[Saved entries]
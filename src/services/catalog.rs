//! Product classification, search, and form validation.

use rust_decimal::Decimal;
use thiserror::Error;

use crate::models::product::{Product, ProductKind, ProductPayload, StoreProductRecord};

#[derive(Debug, Error, PartialEq, Eq)]
pub enum ProductValidationError {
    #[error("Vui lòng nhập đầy đủ thông tin sản phẩm.")]
    MissingFields,
    #[error("Vui lòng chọn điều kiện ánh sáng cho cây.")]
    MissingLightPreference,
}

/// Products in one category bucket, or all of them when no bucket is asked
/// for. Order is preserved from the fetched list.
pub fn products_of_kind(products: &[Product], kind: Option<ProductKind>) -> Vec<&Product> {
    products
        .iter()
        .filter(|product| kind.is_none_or(|k| product.kind == k))
        .collect()
}

/// Case-insensitive substring match on the product name. An empty query
/// returns the list unchanged.
pub fn filter_products<'a>(products: Vec<&'a Product>, query: &str) -> Vec<&'a Product> {
    let q = query.trim().to_lowercase();
    if q.is_empty() {
        return products;
    }
    products
        .into_iter()
        .filter(|product| product.name.to_lowercase().contains(&q))
        .collect()
}

/// Form-level checks before anything is sent upstream. Name, price, image
/// and quantity are always required; plants additionally need a light
/// preference.
pub fn validate_payload(payload: &ProductPayload) -> Result<(), ProductValidationError> {
    if payload.name.trim().is_empty()
        || payload.image.trim().is_empty()
        || payload.price <= Decimal::ZERO
    {
        return Err(ProductValidationError::MissingFields);
    }

    if payload.kind == ProductKind::Plant
        && payload
            .light_preference
            .as_deref()
            .map(str::trim)
            .unwrap_or("")
            .is_empty()
    {
        return Err(ProductValidationError::MissingLightPreference);
    }

    Ok(())
}

/// Convert a validated payload into the store backend's wire shape. Category
/// extras that do not apply to the payload's kind are dropped rather than
/// forwarded.
pub(crate) fn to_store_record(payload: &ProductPayload, id: Option<String>) -> StoreProductRecord {
    StoreProductRecord {
        id,
        name: payload.name.trim().to_string(),
        price: payload.price.normalize().to_string(),
        image: payload.image.clone(),
        quantity: payload.quantity,
        kind: payload.kind.as_store_type(),
        light_preference: match payload.kind {
            ProductKind::Plant => payload.light_preference.clone(),
            _ => None,
        },
        size: match payload.kind {
            ProductKind::Pot => payload.size.clone(),
            _ => None,
        },
        origin: match payload.kind {
            ProductKind::Accessory => payload.origin.clone(),
            _ => None,
        },
        is_new: match payload.kind {
            ProductKind::Plant => payload.is_new,
            _ => None,
        },
    }
}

● **EXERCISE PROMPT**
Find how many lines in the data above include the string "Option", and give that number alone.

● **ANSWER TO THIS EXERCISE**
2